# [Activity]
Lines in the listing below that include the word "RoleResource" need to be copied.

····················

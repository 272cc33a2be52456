//! Action repository implementation

use async_trait::async_trait;
use tracing::instrument;

use warden_core::{
    ActionId, ActionRepository, ResourceAction, Result, RoleResource, TransactionId, WardenError,
};

use crate::store::MemoryStore;

#[async_trait]
impl ActionRepository for MemoryStore {
    #[instrument(skip(self))]
    async fn get_with_resource(
        &self,
        id: ActionId,
        tx: Option<TransactionId>,
    ) -> Result<Option<(RoleResource, ResourceAction)>> {
        self.read(tx, move |state| {
            let action = state.actions.get(&id)?;
            let resource = state.resources.get(&action.resource_id)?;
            Some((resource.clone(), action.clone()))
        })
        .await
    }

    #[instrument(skip(self))]
    async fn find_by_collection(
        &self,
        collection: &str,
        tx: Option<TransactionId>,
    ) -> Result<Vec<(RoleResource, ResourceAction)>> {
        self.read(tx, |state| {
            state
                .resources
                .values()
                .filter(|r| r.name == collection)
                .flat_map(|r| {
                    state
                        .actions_of(r.id)
                        .into_iter()
                        .map(move |action| (r.clone(), action))
                })
                .collect()
        })
        .await
    }

    #[instrument(skip(self, names))]
    async fn update_fields(
        &self,
        id: ActionId,
        names: &[String],
        tx: Option<TransactionId>,
    ) -> Result<()> {
        let fields = names.to_vec();
        self.write(tx, move |state| {
            let action = state
                .actions
                .get_mut(&id)
                .ok_or_else(|| WardenError::not_found("action", id.to_prefixed()))?;
            action.fields = fields;
            Ok(())
        })
        .await
    }

    #[instrument(skip(self))]
    async fn delete(&self, id: ActionId, tx: Option<TransactionId>) -> Result<bool> {
        Ok(self.delete_action(id, tx).await?.is_some())
    }
}
/// What an incremental update did
#[derive(Debug, Clone, PartialEq, Eq, Serialize)]
#[serde(tag = "outcome", rename_all = "snake_case")]
pub enum SyncOutcome {
    Applied {
        /// Resource and action plans written to the registry
        plans: usize,
        /// Persisted action field lists rewritten
        rewritten: usize,
    },
    /// Computed inside a unit of work; published when it commits
    Staged {
        transaction: TransactionId,
        plans: usize,
        rewritten: usize,
    },
    /// The referenced record is gone; a later destroy event cleans up
    Skipped { reason: String },
}

impl SyncOutcome {
    fn skipped(reason: impl Into<String>) -> Self {
        SyncOutcome::Skipped {
            reason: reason.into(),
        }
    }
}

pub struct SyncEngine<R, P, A, S>
where
    R: RoleRepository,
    P: ResourceRepository,
    A: ActionRepository,
    S: SchemaProvider,
{
    roles: Arc<R>,
    resources: Arc<P>,
    actions: Arc<A>,
    schema: Arc<S>,
    resolver: CascadeResolver,
    acl: Acl,
    bootstrapped: Mutex<bool>,
    updates: Mutex<()>,
    staged: Mutex<HashMap<TransactionId, Vec<RegistryChange>>>,
}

····················

# [Task result]
    ActionId, ActionRepository, ResourceAction, Result, RoleResource, TransactionId, WardenError,
    ) -> Result<Option<(RoleResource, ResourceAction)>> {
    ) -> Result<Vec<(RoleResource, ResourceAction)>> {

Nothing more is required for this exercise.